Phi Phi Island in Thailandia © iakov/123RF Phi Phi Island in Thailandia

Si temeva che anche la spiaggia di Maya Bay sarebbe stata coinvolta nella chiusura temporanea, in virtù della sua popolarità; ma la notizia è stata smentita. L'ente del turismo precisa che in effetti è in corso la chiusura stagionale annuale di alcuni parchi nazionali, ma non di Maya Bay. Interessa spiagge turistiche dei parchi nazionali Mu Ko Surin e Mu Ko Similan oltre ai siti di immersione Ko Hin Daeng, Hin Muang, Ko Ha, Ko Rok e Hat Chao Mai e alle isole di Lipe, Adang e Rawi. E anche se per ora Maya Bay rimarrà aperta ai visitatori, molto probabilmente a cambiare saranno le modalità di accesso alla spiaggia.

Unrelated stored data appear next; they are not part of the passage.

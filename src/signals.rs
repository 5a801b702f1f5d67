//! Signal routing between the shell and its jobs.
//!
//! Handlers installed here never touch shell state: they only set atomic
//! flags. The main loop consumes the flags at its safe points (the foreground
//! wait and the per-prompt background poll), which is where all job-table
//! mutation happens.

use nix::sys::signal::{SaFlags, SigAction, SigHandler, SigSet, Signal, sigaction, signal};
use nix::unistd::{getpid, setpgid, tcsetpgrp};
use std::io;
use std::sync::atomic::{AtomicBool, Ordering};

static INTERRUPT_PENDING: AtomicBool = AtomicBool::new(false);
static CHILD_PENDING: AtomicBool = AtomicBool::new(false);

extern "C" fn on_sigint(_: libc::c_int) {
    INTERRUPT_PENDING.store(true, Ordering::Relaxed);
}

extern "C" fn on_sigchld(_: libc::c_int) {
    CHILD_PENDING.store(true, Ordering::Relaxed);
}

/// Install the shell's signal configuration.
///
/// When `interactive`, the shell is moved into its own process group and
/// takes the terminal, and the job-control signals that the terminal would
/// otherwise aim at it (`SIGTTOU` from `tcsetpgrp`, `SIGTSTP` from Ctrl-Z,
/// `SIGQUIT`) are ignored.
///
/// `SIGINT` and `SIGCHLD` get flag-setting handlers installed without
/// `SA_RESTART`, so a blocked `waitpid` wakes up with `EINTR` when either
/// arrives and the wait loop can consume the flag.
pub fn install(interactive: bool) -> nix::Result<()> {
    if interactive {
        let shell = getpid();
        // May fail if we are already a session leader; both are fine.
        let _ = setpgid(shell, shell);
        unsafe {
            signal(Signal::SIGTTOU, SigHandler::SigIgn)?;
            signal(Signal::SIGTSTP, SigHandler::SigIgn)?;
            signal(Signal::SIGQUIT, SigHandler::SigIgn)?;
        }
        tcsetpgrp(io::stdin(), shell)?;
    }

    let flags = SaFlags::empty();
    unsafe {
        sigaction(
            Signal::SIGINT,
            &SigAction::new(SigHandler::Handler(on_sigint), flags, SigSet::empty()),
        )?;
        sigaction(
            Signal::SIGCHLD,
            &SigAction::new(SigHandler::Handler(on_sigchld), flags, SigSet::empty()),
        )?;
    }
    Ok(())
}

/// Consume a pending termination request, returning whether one was set.
pub fn take_interrupt() -> bool {
    INTERRUPT_PENDING.swap(false, Ordering::Relaxed)
}

/// Consume a pending child-state-change notification.
pub fn take_child_event() -> bool {
    CHILD_PENDING.swap(false, Ordering::Relaxed)
}

/// Restore default dispositions in a forked child, before `execve`.
///
/// The child must react normally to job-control signals even though the
/// shell itself ignores or intercepts them.
pub fn reset_child_dispositions() {
    let defaults = [
        Signal::SIGINT,
        Signal::SIGQUIT,
        Signal::SIGTSTP,
        Signal::SIGTTIN,
        Signal::SIGTTOU,
        Signal::SIGCHLD,
    ];
    for sig in defaults {
        unsafe {
            let _ = signal(sig, SigHandler::SigDfl);
        }
    }
}

#[cfg(test)]
mod tests {
    use super::*;

    #[test]
    fn test_flags_are_consumed_once() {
        INTERRUPT_PENDING.store(true, Ordering::Relaxed);
        assert!(take_interrupt());
        assert!(!take_interrupt());

        CHILD_PENDING.store(true, Ordering::Relaxed);
        assert!(take_child_event());
        assert!(!take_child_event());
    }
}
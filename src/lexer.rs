//! Lexical analysis: splitting an input line into words with variable expansion.

use crate::env::Environment;
use regex::Regex;
use std::fmt;
use std::sync::OnceLock;

/// A single word of the input line, produced after variable expansion.
#[derive(Debug, Clone, PartialEq, Eq)]
pub struct Token {
    /// The expanded text of the word.
    pub text: String,
    /// Whether the word came from a quoted region.
    ///
    /// Quoting is not implemented yet, so this is always `false`; the field
    /// keeps the token contract stable for when quoting lands (a quoted word
    /// must not be re-split after expansion).
    pub quoted: bool,
}

impl Token {
    fn bare(text: String) -> Self {
        Token {
            text,
            quoted: false,
        }
    }
}

/// Errors that can occur while splitting a line into tokens.
#[derive(Debug, Clone, PartialEq, Eq)]
pub enum ParseError {
    /// The line uses a quote character. Quote parsing is a reserved feature;
    /// rejecting it now means adding it later cannot silently change the
    /// meaning of lines that are accepted today.
    UnsupportedQuoting(char),
}

impl fmt::Display for ParseError {
    fn fmt(&self, f: &mut fmt::Formatter<'_>) -> fmt::Result {
        match self {
            ParseError::UnsupportedQuoting(ch) => {
                write!(f, "quoting with {ch} is not supported")
            }
        }
    }
}

impl std::error::Error for ParseError {}

/// Matches a `$NAME` variable reference inside a word.
fn variable_regex() -> &'static Regex {
    static RE: OnceLock<Regex> = OnceLock::new();
    RE.get_or_init(|| Regex::new(r"\$([A-Za-z_][A-Za-z0-9_]*)").unwrap())
}

/// Split one line of input into tokens.
///
/// Words are separated by whitespace. Every `$NAME` reference in a word is
/// replaced with the environment's value for `NAME` (the empty string when
/// unset) and the replacement is then split again, so a variable holding
/// several words contributes several tokens and a variable holding nothing
/// contributes none.
///
/// A blank or whitespace-only line yields zero tokens.
pub fn split_line(line: &str, env: &Environment) -> Result<Vec<Token>, ParseError> {
    if let Some(ch) = line.chars().find(|c| *c == '\'' || *c == '"') {
        return Err(ParseError::UnsupportedQuoting(ch));
    }

    let mut tokens = Vec::new();
    for word in line.split_whitespace() {
        let expanded = expand(word, env);
        for part in expanded.split_whitespace() {
            tokens.push(Token::bare(part.to_string()));
        }
    }
    Ok(tokens)
}

/// Replace every `$NAME` reference in `word` with its environment value.
fn expand(word: &str, env: &Environment) -> String {
    variable_regex()
        .replace_all(word, |caps: &regex::Captures| {
            env.get_var(&caps[1]).unwrap_or_default()
        })
        .into_owned()
}

#[cfg(test)]
mod tests {
    use super::*;
    use std::collections::HashMap;

    fn env_with(pairs: &[(&str, &str)]) -> Environment {
        let mut env = Environment {
            vars: HashMap::new(),
            current_dir: std::env::current_dir().unwrap(),
            last_status: 0,
            should_exit: false,
        };
        for (k, v) in pairs {
            env.set_var(*k, *v);
        }
        env
    }

    fn texts(tokens: &[Token]) -> Vec<&str> {
        tokens.iter().map(|t| t.text.as_str()).collect()
    }

    #[test]
    fn test_simple_words() {
        let tokens = split_line("echo hello world", &env_with(&[])).unwrap();
        assert_eq!(texts(&tokens), vec!["echo", "hello", "world"]);
        assert!(tokens.iter().all(|t| !t.quoted));
    }

    #[test]
    fn test_blank_line_yields_no_tokens() {
        assert!(split_line("", &env_with(&[])).unwrap().is_empty());
        assert!(split_line("   \t  ", &env_with(&[])).unwrap().is_empty());
    }

    #[test]
    fn test_defined_variable_expands_to_value() {
        let env = env_with(&[("GREETING", "hi")]);
        let tokens = split_line("echo $GREETING", &env).unwrap();
        assert_eq!(texts(&tokens), vec!["echo", "hi"]);
    }

    #[test]
    fn test_undefined_variable_expands_to_nothing() {
        let tokens = split_line("echo $NOPE_NOT_SET", &env_with(&[])).unwrap();
        assert_eq!(texts(&tokens), vec!["echo"]);
    }

    #[test]
    fn test_variable_inside_word() {
        let env = env_with(&[("NAME", "world")]);
        let tokens = split_line("echo hello-$NAME!", &env).unwrap();
        assert_eq!(texts(&tokens), vec!["echo", "hello-world!"]);
    }

    #[test]
    fn test_variable_with_spaces_is_resplit() {
        let env = env_with(&[("ARGS", "-l -a")]);
        let tokens = split_line("ls $ARGS", &env).unwrap();
        assert_eq!(texts(&tokens), vec!["ls", "-l", "-a"]);
    }

    #[test]
    fn test_lone_dollar_stays_literal() {
        let tokens = split_line("echo $ $1", &env_with(&[])).unwrap();
        // `$` alone and `$1` are not variable references for this lexer.
        assert_eq!(texts(&tokens), vec!["echo", "$", "$1"]);
    }

    #[test]
    fn test_quotes_are_rejected() {
        let err = split_line("echo 'hello world'", &env_with(&[])).unwrap_err();
        assert_eq!(err, ParseError::UnsupportedQuoting('\''));
        let err = split_line("echo \"hi\"", &env_with(&[])).unwrap_err();
        assert_eq!(err, ParseError::UnsupportedQuoting('"'));
    }

    #[test]
    fn test_pipe_and_background_are_plain_tokens() {
        let tokens = split_line("a | b &", &env_with(&[])).unwrap();
        assert_eq!(texts(&tokens), vec!["a", "|", "b", "&"]);
    }
}
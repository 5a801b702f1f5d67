//! An interactive Unix shell with pipelines and job control.
//!
//! This crate reads one command line per prompt cycle, expands environment
//! variables, and executes the result either as a builtin (in-process) or as
//! a pipeline of external processes sharing a process group. Launched
//! pipelines are tracked as jobs: foreground jobs block the prompt until
//! they finish or stop, background jobs are reaped lazily once per prompt,
//! and signals are routed between the shell and whichever job currently owns
//! the foreground.
//!
//! The main entry point is [`Interpreter`], which owns all shell state and
//! executes one line at a time. The public modules [`env`] and [`jobs`]
//! expose the environment snapshot and the job-tracking types.

mod builtin;
pub mod env;
mod exec;
mod interpreter;
pub mod jobs;
mod lexer;
mod parser;
mod signals;

pub use interpreter::{ExitCode, Interpreter};
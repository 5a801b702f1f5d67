use std::collections::HashMap;
use std::env as stdenv;
use std::ffi::CString;
use std::path::PathBuf;

/// Mutable, shell-local view of the process environment.
///
/// The environment contains:
/// - `vars`: a map of environment variables, snapshotted from the process
///   environment at startup and passed to every spawned command.
/// - `current_dir`: the working directory, maintained by the `cd` builtin.
/// - `last_status`: exit status of the most recently completed foreground
///   pipeline (reserved for a future `$?` special variable).
/// - `should_exit`: a flag that the REPL loop checks to know when to terminate.
///
/// There are no ambient globals: every component that needs the environment
/// receives a reference to this struct.
#[derive(Debug, Clone)]
pub struct Environment {
    /// Key-value store of environment variables (e.g., PATH, HOME).
    pub vars: HashMap<String, String>,
    /// The current working directory for command execution.
    pub current_dir: PathBuf,
    /// Exit status of the last foreground pipeline.
    pub last_status: i32,
    /// When set to true, indicates that the interactive loop should exit.
    pub should_exit: bool,
}

impl Environment {
    /// Capture the current process state into a new `Environment` instance.
    ///
    /// This copies variables from `std::env::vars()` and initializes
    /// `current_dir` from `std::env::current_dir()`.
    pub fn new() -> Self {
        let mut vars = HashMap::new();
        for (k, v) in stdenv::vars() {
            vars.insert(k, v);
        }
        let current_dir = stdenv::current_dir().unwrap_or_else(|_| PathBuf::from("."));
        Self {
            vars,
            current_dir,
            last_status: 0,
            should_exit: false,
        }
    }

    /// Get the value of an environment variable.
    ///
    /// Lookups go through the shell's own snapshot only; a variable removed
    /// from `self.vars` is undefined even if the process environment still
    /// carries it.
    pub fn get_var(&self, key: &str) -> Option<String> {
        self.vars.get(key).cloned()
    }

    /// Set or override an environment variable in `self.vars`.
    pub fn set_var(&mut self, key: impl Into<String>, val: impl Into<String>) {
        self.vars.insert(key.into(), val.into());
    }

    /// The user's home directory: `$HOME` when set, otherwise the home
    /// directory recorded for the current user in the OS user database.
    pub fn home_dir(&self) -> Option<PathBuf> {
        if let Some(home) = self.get_var("HOME") {
            return Some(PathBuf::from(home));
        }
        nix::unistd::User::from_uid(nix::unistd::getuid())
            .ok()
            .flatten()
            .map(|user| user.dir)
    }

    /// Export the variable map as `NAME=value` C strings for `execve`.
    ///
    /// Entries that cannot be represented (embedded NUL bytes) are skipped.
    pub fn as_envp(&self) -> Vec<CString> {
        self.vars
            .iter()
            .filter_map(|(k, v)| CString::new(format!("{k}={v}")).ok())
            .collect()
    }
}

impl Default for Environment {
    fn default() -> Self {
        Self::new()
    }
}

#[cfg(test)]
mod tests {
    use super::Environment;
    use std::collections::HashMap;
    use std::env as stdenv;

    fn empty_env() -> Environment {
        Environment {
            vars: HashMap::new(),
            current_dir: stdenv::current_dir().unwrap(),
            last_status: 0,
            should_exit: false,
        }
    }

    #[test]
    fn test_env_set_and_get_var() {
        let mut env = empty_env();

        // initially absent
        assert_eq!(env.get_var("SOME_RANDOM_ENV_VAR_12345"), None);

        env.set_var("KEY", "VALUE");

        assert_eq!(env.get_var("KEY"), Some("VALUE".to_string()));
    }

    #[test]
    fn test_env_reads_from_process_env() {
        let env = Environment::new();
        assert!(env.get_var("PATH").is_some());
    }

    #[test]
    fn test_home_dir_prefers_home_var() {
        let mut env = empty_env();
        env.set_var("HOME", "/tmp/somewhere");
        assert_eq!(
            env.home_dir(),
            Some(std::path::PathBuf::from("/tmp/somewhere"))
        );
    }

    #[test]
    fn test_as_envp_exports_pairs() {
        let mut env = empty_env();
        env.set_var("A", "1");
        let envp = env.as_envp();
        assert_eq!(envp.len(), 1);
        assert_eq!(envp[0].to_str().unwrap(), "A=1");
    }
}
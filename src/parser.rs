//! Grouping tokens into a pipeline of commands.

use crate::lexer::Token;
use std::fmt;

/// One executable step of a pipeline: a program name plus its arguments.
#[derive(Debug, Clone, PartialEq, Eq)]
pub struct Command {
    /// The program to run (builtin name or external program).
    pub program: String,
    /// Arguments, excluding the program name itself.
    pub args: Vec<String>,
}

/// An ordered sequence of commands connected by pipes.
///
/// `commands[i]`'s stdout feeds `commands[i + 1]`'s stdin. A pipeline always
/// contains at least one command.
#[derive(Debug, Clone, PartialEq, Eq)]
pub struct Pipeline {
    pub commands: Vec<Command>,
    /// Run without blocking the prompt.
    pub background: bool,
    /// The original input line, kept for job reporting.
    pub line: String,
}

/// Errors that can occur while grouping tokens into a pipeline.
#[derive(Debug, Clone, PartialEq, Eq)]
pub enum SyntaxError {
    /// A pipe separator with no command before or after it.
    EmptyStage,
    /// A background marker somewhere other than the end of the line.
    StrayBackground,
}

impl fmt::Display for SyntaxError {
    fn fmt(&self, f: &mut fmt::Formatter<'_>) -> fmt::Result {
        match self {
            SyntaxError::EmptyStage => write!(f, "syntax error near `|`"),
            SyntaxError::StrayBackground => write!(f, "syntax error near `&`"),
        }
    }
}

impl std::error::Error for SyntaxError {}

/// Build a [`Pipeline`] from the token sequence of one input line.
///
/// Tokens are split into successive commands on the `|` separator; a trailing
/// `&` marks the whole pipeline for background execution and is removed from
/// the argument list. Zero tokens mean there is nothing to run and `Ok(None)`
/// is returned so the caller can go straight back to the prompt.
pub fn build_pipeline(line: &str, tokens: Vec<Token>) -> Result<Option<Pipeline>, SyntaxError> {
    if tokens.is_empty() {
        return Ok(None);
    }

    let mut words: Vec<String> = tokens.into_iter().map(|t| t.text).collect();

    let background = words.last().is_some_and(|w| w == "&");
    if background {
        words.pop();
        if words.is_empty() {
            return Err(SyntaxError::StrayBackground);
        }
    }
    // `&` is only recognized in the trailing position.
    if words.iter().any(|w| w == "&") {
        return Err(SyntaxError::StrayBackground);
    }

    let mut commands = Vec::new();
    let mut current: Vec<String> = Vec::new();
    for word in words {
        if word == "|" {
            commands.push(take_command(&mut current)?);
        } else {
            current.push(word);
        }
    }
    commands.push(take_command(&mut current)?);

    Ok(Some(Pipeline {
        commands,
        background,
        line: line.trim().to_string(),
    }))
}

/// Drain the accumulated words into a [`Command`], failing on an empty stage.
fn take_command(words: &mut Vec<String>) -> Result<Command, SyntaxError> {
    if words.is_empty() {
        return Err(SyntaxError::EmptyStage);
    }
    let mut drained = std::mem::take(words).into_iter();
    let program = drained.next().expect("checked non-empty");
    Ok(Command {
        program,
        args: drained.collect(),
    })
}
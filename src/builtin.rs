//! Built-in commands, executed inside the shell process.
//!
//! Builtins are parsed with [`argh`] (`FromArgs`) and run synchronously:
//! they mutate shell-local state (working directory, environment, job table)
//! that a child process could never propagate back to the parent.

use crate::env::Environment;
use crate::interpreter::ExitCode;
use crate::jobs::JobTable;
use anyhow::{Result, anyhow};
use argh::{EarlyExit, FromArgs};
use std::fmt;
use std::fs;
use std::io::Write;
use std::path::{Component, Path, PathBuf};

/// A command the shell recognizes at compile time.
pub(crate) trait BuiltinCommand: Sized + FromArgs {
    /// Canonical name of the command, e.g. "cd" or "jobs".
    fn name() -> &'static str;

    /// Executes the command against the shell's own state.
    ///
    /// Return value follows shell conventions: 0 for success, non-zero for
    /// error. An `Err` is reported to the user and becomes exit code 1; it
    /// never aborts the shell.
    fn execute(
        self,
        stdout: &mut dyn Write,
        env: &mut Environment,
        jobs: &mut JobTable,
    ) -> Result<ExitCode>;
}

/// Run the builtin named `name`, or return `None` when no builtin has that
/// name and the command should go to the process launcher instead.
pub(crate) fn dispatch(
    name: &str,
    args: &[&str],
    stdout: &mut dyn Write,
    env: &mut Environment,
    jobs: &mut JobTable,
) -> Option<ExitCode> {
    let code = match name {
        "cd" => run::<Cd>(args, stdout, env, jobs),
        "exit" => run::<Exit>(args, stdout, env, jobs),
        "jobs" => run::<Jobs>(args, stdout, env, jobs),
        "fg" => run::<Fg>(args, stdout, env, jobs),
        "bg" => run::<Bg>(args, stdout, env, jobs),
        _ => return None,
    };
    Some(code)
}

fn run<T: BuiltinCommand>(
    args: &[&str],
    stdout: &mut dyn Write,
    env: &mut Environment,
    jobs: &mut JobTable,
) -> ExitCode {
    match T::from_args(&[T::name()], args) {
        Ok(cmd) => match cmd.execute(stdout, env, jobs) {
            Ok(code) => code,
            Err(e) => {
                eprintln!("jsh: {e}");
                1
            }
        },
        Err(EarlyExit { output, status }) => {
            let _ = writeln!(stdout, "{}", output.trim_end());
            if status.is_err() { 1 } else { 0 }
        }
    }
}

/// `cd` failed; the shell's directory and environment are unchanged.
#[derive(Debug)]
pub struct NavigationError {
    target: PathBuf,
    reason: std::io::Error,
}

impl fmt::Display for NavigationError {
    fn fmt(&self, f: &mut fmt::Formatter<'_>) -> fmt::Result {
        write!(f, "cd: {}: {}", self.target.display(), self.reason)
    }
}

impl std::error::Error for NavigationError {
    fn source(&self) -> Option<&(dyn std::error::Error + 'static)> {
        Some(&self.reason)
    }
}

#[derive(FromArgs)]
/// Change the current working directory.
/// With no target, changes to the user's home directory.
pub struct Cd {
    #[argh(positional)]
    /// directory to switch to; absolute or relative to the current directory
    pub target: Option<String>,
}

impl BuiltinCommand for Cd {
    fn name() -> &'static str {
        "cd"
    }

    fn execute(
        self,
        _stdout: &mut dyn Write,
        env: &mut Environment,
        _jobs: &mut JobTable,
    ) -> Result<ExitCode> {
        let target = match &self.target {
            Some(t) if !t.is_empty() => PathBuf::from(t),
            _ => env
                .home_dir()
                .ok_or_else(|| anyhow!("cd: no target and HOME not set"))?,
        };

        // The logical path: `.` and `..` fold away lexically, so a symlink
        // crossed on the way in is not resolved on the way back out.
        let resolved = if target.is_absolute() {
            normalize(&target)
        } else {
            normalize(&env.current_dir.join(target))
        };

        // Validate and chdir before touching any shell state, so a failure
        // leaves the environment exactly as it was.
        let meta = fs::metadata(&resolved).map_err(|reason| NavigationError {
            target: resolved.clone(),
            reason,
        })?;
        if !meta.is_dir() {
            return Err(NavigationError {
                target: resolved,
                reason: std::io::Error::from(std::io::ErrorKind::NotADirectory),
            }
            .into());
        }
        std::env::set_current_dir(&resolved).map_err(|reason| NavigationError {
            target: resolved.clone(),
            reason,
        })?;

        env.set_var("PWD", resolved.to_string_lossy());
        env.current_dir = resolved;
        Ok(0)
    }
}

/// Fold `.` and `..` components out of an absolute path without touching the
/// filesystem. `..` at the root stays at the root.
fn normalize(path: &Path) -> PathBuf {
    let mut out = PathBuf::new();
    for component in path.components() {
        match component {
            Component::CurDir => {}
            Component::ParentDir => {
                out.pop();
            }
            other => out.push(other),
        }
    }
    out
}

#[derive(FromArgs)]
/// Exit the shell.
pub struct Exit {
    #[argh(positional)]
    /// exit status to leave with; defaults to the last pipeline's status
    pub code: Option<i32>,
}

impl BuiltinCommand for Exit {
    fn name() -> &'static str {
        "exit"
    }

    fn execute(
        self,
        _stdout: &mut dyn Write,
        env: &mut Environment,
        _jobs: &mut JobTable,
    ) -> Result<ExitCode> {
        if let Some(code) = self.code {
            env.last_status = code;
        }
        env.should_exit = true;
        Ok(env.last_status)
    }
}

#[derive(FromArgs)]
/// List the shell's jobs.
pub struct Jobs {}

impl BuiltinCommand for Jobs {
    fn name() -> &'static str {
        "jobs"
    }

    fn execute(
        self,
        stdout: &mut dyn Write,
        _env: &mut Environment,
        jobs: &mut JobTable,
    ) -> Result<ExitCode> {
        for job in jobs.jobs() {
            writeln!(stdout, "[{}] {}\t{}", job.id, job.state(), job.line)?;
        }
        Ok(0)
    }
}

#[derive(FromArgs)]
/// Resume a job in the foreground.
pub struct Fg {
    #[argh(positional)]
    /// job id; defaults to the most recent job
    pub id: Option<u32>,
}

impl BuiltinCommand for Fg {
    fn name() -> &'static str {
        "fg"
    }

    fn execute(
        self,
        stdout: &mut dyn Write,
        env: &mut Environment,
        jobs: &mut JobTable,
    ) -> Result<ExitCode> {
        let id = self
            .id
            .or_else(|| jobs.current())
            .ok_or_else(|| anyhow!("fg: no current job"))?;
        let line = jobs
            .continue_job(id, true)
            .map_err(|e| anyhow!("fg: job {id}: {e}"))?;
        writeln!(stdout, "{line}")?;

        let status = jobs.wait_foreground(id);
        if let Some(notice) = jobs.stopped_notice(id) {
            eprintln!("{notice}");
        }
        env.last_status = status;
        Ok(status)
    }
}

#[derive(FromArgs)]
/// Resume a stopped job in the background.
pub struct Bg {
    #[argh(positional)]
    /// job id; defaults to the most recent job
    pub id: Option<u32>,
}

impl BuiltinCommand for Bg {
    fn name() -> &'static str {
        "bg"
    }

    fn execute(
        self,
        stdout: &mut dyn Write,
        _env: &mut Environment,
        jobs: &mut JobTable,
    ) -> Result<ExitCode> {
        let id = self
            .id
            .or_else(|| jobs.current())
            .ok_or_else(|| anyhow!("bg: no current job"))?;
        let line = jobs
            .continue_job(id, false)
            .map_err(|e| anyhow!("bg: job {id}: {e}"))?;
        writeln!(stdout, "[{id}] {line} &")?;
        Ok(0)
    }
}

#[cfg(test)]
mod tests {
    use super::*;
    use std::collections::HashMap;

    fn empty_env() -> Environment {
        Environment {
            vars: HashMap::new(),
            current_dir: std::env::current_dir().unwrap(),
            last_status: 0,
            should_exit: false,
        }
    }

    fn dispatch_str(
        name: &str,
        args: &[&str],
        env: &mut Environment,
        jobs: &mut JobTable,
    ) -> (Option<ExitCode>, String) {
        let mut out: Vec<u8> = Vec::new();
        let code = dispatch(name, args, &mut out, env, jobs);
        (code, String::from_utf8(out).unwrap())
    }

    #[test]
    fn test_unknown_name_is_not_a_builtin() {
        let mut env = empty_env();
        let mut jobs = JobTable::new();
        let (code, _) = dispatch_str("ls", &[], &mut env, &mut jobs);
        assert_eq!(code, None);
    }

    #[test]
    fn test_exit_sets_flag_and_status() {
        let mut env = empty_env();
        let mut jobs = JobTable::new();
        let (code, _) = dispatch_str("exit", &["3"], &mut env, &mut jobs);
        assert_eq!(code, Some(3));
        assert!(env.should_exit);
        assert_eq!(env.last_status, 3);
    }

    #[test]
    fn test_cd_roundtrip_updates_pwd() {
        let tmp = std::env::temp_dir();
        let mut env = empty_env();
        let mut jobs = JobTable::new();

        let target = tmp.to_str().unwrap();
        let (code, _) = dispatch_str("cd", &[target], &mut env, &mut jobs);
        assert_eq!(code, Some(0));

        assert_eq!(env.current_dir, tmp);
        assert_eq!(env.get_var("PWD"), Some(tmp.to_string_lossy().into_owned()));
    }

    #[test]
    fn test_cd_keeps_logical_path_through_symlink() {
        let base = std::env::temp_dir().join(format!("jsh-cd-link-{}", std::process::id()));
        let real = base.join("a").join("real");
        std::fs::create_dir_all(&real).unwrap();
        let link = base.join("link");
        std::os::unix::fs::symlink(&real, &link).unwrap();

        let mut env = empty_env();
        let mut jobs = JobTable::new();

        // The symlink is not resolved: PWD is the path as typed.
        let (code, _) = dispatch_str("cd", &[link.to_str().unwrap()], &mut env, &mut jobs);
        assert_eq!(code, Some(0));
        assert_eq!(env.current_dir, link);

        // `..` folds lexically, landing in the link's parent rather than
        // the target's.
        let (code, _) = dispatch_str("cd", &[".."], &mut env, &mut jobs);
        assert_eq!(code, Some(0));
        assert_eq!(env.current_dir, base);

        // `cd` moved the process-wide cwd into `base`; leave before deleting
        // it so later tests can still call `std::env::current_dir()`.
        std::env::set_current_dir(std::env::temp_dir()).unwrap();
        std::fs::remove_dir_all(&base).unwrap();
    }

    #[test]
    fn test_cd_to_a_file_fails() {
        let file = std::env::temp_dir().join(format!("jsh-cd-file-{}", std::process::id()));
        std::fs::write(&file, b"x").unwrap();

        let mut env = empty_env();
        let mut jobs = JobTable::new();
        let before = env.current_dir.clone();

        let (code, _) = dispatch_str("cd", &[file.to_str().unwrap()], &mut env, &mut jobs);
        assert_eq!(code, Some(1));
        assert_eq!(env.current_dir, before);

        std::fs::remove_file(&file).unwrap();
    }

    #[test]
    fn test_cd_failure_leaves_state_unchanged() {
        let mut env = empty_env();
        let mut jobs = JobTable::new();
        let before = env.current_dir.clone();

        let (code, _) = dispatch_str("cd", &["/definitely/not/a/dir"], &mut env, &mut jobs);
        assert_eq!(code, Some(1));
        assert_eq!(env.current_dir, before);
        assert_eq!(env.get_var("PWD"), None);
    }

    #[test]
    fn test_cd_without_target_uses_home() {
        let tmp = std::env::temp_dir();
        let mut env = empty_env();
        env.set_var("HOME", tmp.to_string_lossy());
        let mut jobs = JobTable::new();

        let (code, _) = dispatch_str("cd", &[], &mut env, &mut jobs);
        assert_eq!(code, Some(0));
        assert_eq!(env.current_dir, tmp);
    }

    #[test]
    fn test_jobs_lists_registered_jobs() {
        let mut env = empty_env();
        let mut jobs = JobTable::new();
        jobs.register("sleep 10 &", true, &[nix::unistd::Pid::from_raw(424242)]);

        let (code, out) = dispatch_str("jobs", &[], &mut env, &mut jobs);
        assert_eq!(code, Some(0));
        assert_eq!(out, "[1] Running\tsleep 10 &\n");
    }

    #[test]
    fn test_fg_without_jobs_fails() {
        let mut env = empty_env();
        let mut jobs = JobTable::new();
        let (code, _) = dispatch_str("fg", &[], &mut env, &mut jobs);
        assert_eq!(code, Some(1));
    }

    #[test]
    fn test_bg_unknown_job_fails() {
        let mut env = empty_env();
        let mut jobs = JobTable::new();
        let (code, _) = dispatch_str("bg", &["7"], &mut env, &mut jobs);
        assert_eq!(code, Some(1));
    }
}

Thon Thamrongnawasawat, esperto in materia, dall'Università di Kasetsart di Bangkok riferisce a Traveller.com: "Una soluzione ideale è una chiusura permanente che non è possibile a causa del nostro affidamento su reddito di turismo." Il turismo in Thailandia è esploso nei recenti anni e nel 2018 il paese si aspetta di dare il benvenuto record a 37.5 milioni di turisti.

Tutto questo per proteggere e recuperare, ogni anno, lo sviluppo naturale di flora, fauna e barriera corallina che vengono stressati dal turismo massivo. Quello che più preoccupa è il fenomeno del rapido decadimento della barriera corallina minacciata dal cemento degli hotel sul mare, dagli ancoraggi delle migliaia di imbarcazioni che fanno avanti e indietro dalla vicina Phuket e dalle tonnellate di rifiuti di plastica gettati in mare ogni giorno.